● Task brief
For this exercise, restate word for word only the lines from the first line of the data to the line containing "impl Renderer for PlainObjectRenderer".

● Source data
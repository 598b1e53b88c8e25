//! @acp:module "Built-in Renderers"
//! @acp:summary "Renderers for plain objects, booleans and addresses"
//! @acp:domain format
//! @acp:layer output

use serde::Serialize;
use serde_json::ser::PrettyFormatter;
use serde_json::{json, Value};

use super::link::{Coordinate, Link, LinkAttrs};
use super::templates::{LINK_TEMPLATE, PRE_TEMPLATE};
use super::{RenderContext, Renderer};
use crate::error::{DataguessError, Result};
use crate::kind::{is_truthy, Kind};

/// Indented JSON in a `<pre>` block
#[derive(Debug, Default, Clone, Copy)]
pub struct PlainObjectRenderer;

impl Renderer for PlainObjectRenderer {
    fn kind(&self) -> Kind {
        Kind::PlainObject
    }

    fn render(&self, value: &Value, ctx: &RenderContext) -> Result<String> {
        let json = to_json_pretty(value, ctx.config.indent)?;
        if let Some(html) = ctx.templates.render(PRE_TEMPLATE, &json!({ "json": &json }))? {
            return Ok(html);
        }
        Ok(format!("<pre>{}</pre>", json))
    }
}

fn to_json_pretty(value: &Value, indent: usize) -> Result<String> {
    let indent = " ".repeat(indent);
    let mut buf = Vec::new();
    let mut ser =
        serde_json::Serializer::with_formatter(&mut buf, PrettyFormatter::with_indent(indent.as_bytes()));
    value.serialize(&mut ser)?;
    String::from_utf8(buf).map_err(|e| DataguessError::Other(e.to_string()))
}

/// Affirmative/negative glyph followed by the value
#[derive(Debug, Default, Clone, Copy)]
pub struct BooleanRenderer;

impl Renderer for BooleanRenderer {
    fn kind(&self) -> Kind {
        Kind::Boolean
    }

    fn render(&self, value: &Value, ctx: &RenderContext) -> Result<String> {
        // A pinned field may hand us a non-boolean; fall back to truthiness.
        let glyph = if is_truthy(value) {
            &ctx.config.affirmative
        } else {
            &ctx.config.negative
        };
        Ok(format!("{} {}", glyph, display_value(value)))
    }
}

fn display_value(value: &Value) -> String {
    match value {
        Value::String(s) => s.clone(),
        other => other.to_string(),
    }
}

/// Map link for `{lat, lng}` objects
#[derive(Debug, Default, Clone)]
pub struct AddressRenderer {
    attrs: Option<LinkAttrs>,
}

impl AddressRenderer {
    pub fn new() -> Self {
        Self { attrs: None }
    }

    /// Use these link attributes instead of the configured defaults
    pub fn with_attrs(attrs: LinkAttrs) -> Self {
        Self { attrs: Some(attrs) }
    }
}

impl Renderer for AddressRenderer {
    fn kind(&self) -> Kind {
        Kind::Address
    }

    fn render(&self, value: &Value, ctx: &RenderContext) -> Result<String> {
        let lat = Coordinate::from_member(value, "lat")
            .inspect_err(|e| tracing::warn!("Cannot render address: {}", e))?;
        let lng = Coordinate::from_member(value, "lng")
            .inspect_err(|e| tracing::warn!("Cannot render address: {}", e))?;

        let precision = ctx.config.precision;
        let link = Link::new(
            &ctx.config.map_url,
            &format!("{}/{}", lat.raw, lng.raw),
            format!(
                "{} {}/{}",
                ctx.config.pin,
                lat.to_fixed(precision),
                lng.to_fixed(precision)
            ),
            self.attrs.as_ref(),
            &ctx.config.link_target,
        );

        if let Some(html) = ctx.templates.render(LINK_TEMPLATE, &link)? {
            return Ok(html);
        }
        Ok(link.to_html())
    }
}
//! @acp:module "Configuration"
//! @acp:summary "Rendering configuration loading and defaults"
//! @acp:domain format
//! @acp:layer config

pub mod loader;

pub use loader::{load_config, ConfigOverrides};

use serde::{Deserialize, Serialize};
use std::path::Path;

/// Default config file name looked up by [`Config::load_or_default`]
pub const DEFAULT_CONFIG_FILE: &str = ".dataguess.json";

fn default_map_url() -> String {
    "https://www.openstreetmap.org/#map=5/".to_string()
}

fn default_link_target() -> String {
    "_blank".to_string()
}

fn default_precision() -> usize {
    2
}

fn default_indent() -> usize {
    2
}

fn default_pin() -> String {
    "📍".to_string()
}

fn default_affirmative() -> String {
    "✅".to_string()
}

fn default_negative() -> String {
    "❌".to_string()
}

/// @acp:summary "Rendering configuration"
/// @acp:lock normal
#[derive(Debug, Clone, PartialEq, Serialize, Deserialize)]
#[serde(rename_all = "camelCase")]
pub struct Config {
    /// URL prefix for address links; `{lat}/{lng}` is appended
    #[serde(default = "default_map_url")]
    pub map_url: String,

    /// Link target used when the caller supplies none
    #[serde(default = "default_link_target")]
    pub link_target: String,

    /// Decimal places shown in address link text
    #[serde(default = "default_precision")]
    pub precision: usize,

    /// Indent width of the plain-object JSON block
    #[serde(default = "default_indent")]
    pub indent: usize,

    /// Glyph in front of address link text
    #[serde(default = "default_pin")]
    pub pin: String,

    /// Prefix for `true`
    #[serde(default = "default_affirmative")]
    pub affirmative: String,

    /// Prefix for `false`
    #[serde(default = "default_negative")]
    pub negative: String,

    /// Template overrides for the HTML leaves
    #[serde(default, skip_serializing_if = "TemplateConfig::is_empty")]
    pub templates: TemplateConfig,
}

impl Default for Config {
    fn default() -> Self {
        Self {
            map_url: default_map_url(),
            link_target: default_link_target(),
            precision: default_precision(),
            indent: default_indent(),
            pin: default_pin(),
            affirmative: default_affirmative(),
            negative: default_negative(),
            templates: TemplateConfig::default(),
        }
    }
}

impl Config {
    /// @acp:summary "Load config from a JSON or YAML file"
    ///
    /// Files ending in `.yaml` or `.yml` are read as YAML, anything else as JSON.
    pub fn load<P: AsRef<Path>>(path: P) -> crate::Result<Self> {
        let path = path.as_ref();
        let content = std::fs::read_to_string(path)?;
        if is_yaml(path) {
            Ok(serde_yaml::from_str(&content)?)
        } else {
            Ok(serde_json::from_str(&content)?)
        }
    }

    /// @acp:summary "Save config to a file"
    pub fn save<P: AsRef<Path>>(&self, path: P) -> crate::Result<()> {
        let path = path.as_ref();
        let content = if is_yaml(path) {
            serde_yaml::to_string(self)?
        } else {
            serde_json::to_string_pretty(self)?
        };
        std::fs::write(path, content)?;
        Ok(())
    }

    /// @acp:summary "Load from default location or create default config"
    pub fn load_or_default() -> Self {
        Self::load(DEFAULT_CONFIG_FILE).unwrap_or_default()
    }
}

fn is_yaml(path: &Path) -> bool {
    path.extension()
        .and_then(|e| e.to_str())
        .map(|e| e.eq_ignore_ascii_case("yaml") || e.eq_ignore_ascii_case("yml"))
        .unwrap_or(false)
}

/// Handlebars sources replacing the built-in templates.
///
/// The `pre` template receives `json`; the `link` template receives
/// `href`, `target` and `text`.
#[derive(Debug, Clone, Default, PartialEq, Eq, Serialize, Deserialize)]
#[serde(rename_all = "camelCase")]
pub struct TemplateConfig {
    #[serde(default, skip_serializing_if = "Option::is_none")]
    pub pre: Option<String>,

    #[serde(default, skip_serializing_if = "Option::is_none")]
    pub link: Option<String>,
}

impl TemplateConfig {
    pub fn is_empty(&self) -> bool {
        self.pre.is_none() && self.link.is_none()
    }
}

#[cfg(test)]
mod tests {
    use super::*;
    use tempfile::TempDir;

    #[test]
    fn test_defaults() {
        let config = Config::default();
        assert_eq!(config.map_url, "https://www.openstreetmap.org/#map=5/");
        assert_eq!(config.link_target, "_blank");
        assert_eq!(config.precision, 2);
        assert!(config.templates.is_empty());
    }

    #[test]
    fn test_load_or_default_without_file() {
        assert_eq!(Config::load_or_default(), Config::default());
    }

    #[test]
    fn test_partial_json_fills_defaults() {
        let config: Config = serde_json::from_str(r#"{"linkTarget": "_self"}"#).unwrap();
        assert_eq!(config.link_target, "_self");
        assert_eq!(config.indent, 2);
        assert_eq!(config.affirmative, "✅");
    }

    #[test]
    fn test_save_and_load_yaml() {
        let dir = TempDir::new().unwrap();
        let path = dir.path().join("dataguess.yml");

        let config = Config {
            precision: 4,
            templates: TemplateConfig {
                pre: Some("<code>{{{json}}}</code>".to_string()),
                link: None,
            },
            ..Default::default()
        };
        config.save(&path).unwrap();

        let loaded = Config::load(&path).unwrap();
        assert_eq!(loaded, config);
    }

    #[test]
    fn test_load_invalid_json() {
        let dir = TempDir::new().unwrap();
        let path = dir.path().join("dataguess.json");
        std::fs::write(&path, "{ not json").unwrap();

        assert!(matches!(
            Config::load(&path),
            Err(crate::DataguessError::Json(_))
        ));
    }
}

● Exercise output
repository 598b1e53b88c8e25
//! @acp:module "Built-in Renderers"
//! @acp:summary "Renderers for plain objects, booleans and addresses"
//! @acp:domain format
//! @acp:layer output

use serde::Serialize;
use serde_json::ser::PrettyFormatter;
use serde_json::{json, Value};

use super::link::{Coordinate, Link, LinkAttrs};
use super::templates::{LINK_TEMPLATE, PRE_TEMPLATE};
use super::{RenderContext, Renderer};
use crate::error::{DataguessError, Result};
use crate::kind::{is_truthy, Kind};

/// Indented JSON in a `<pre>` block
#[derive(Debug, Default, Clone, Copy)]
pub struct PlainObjectRenderer;

impl Renderer for PlainObjectRenderer {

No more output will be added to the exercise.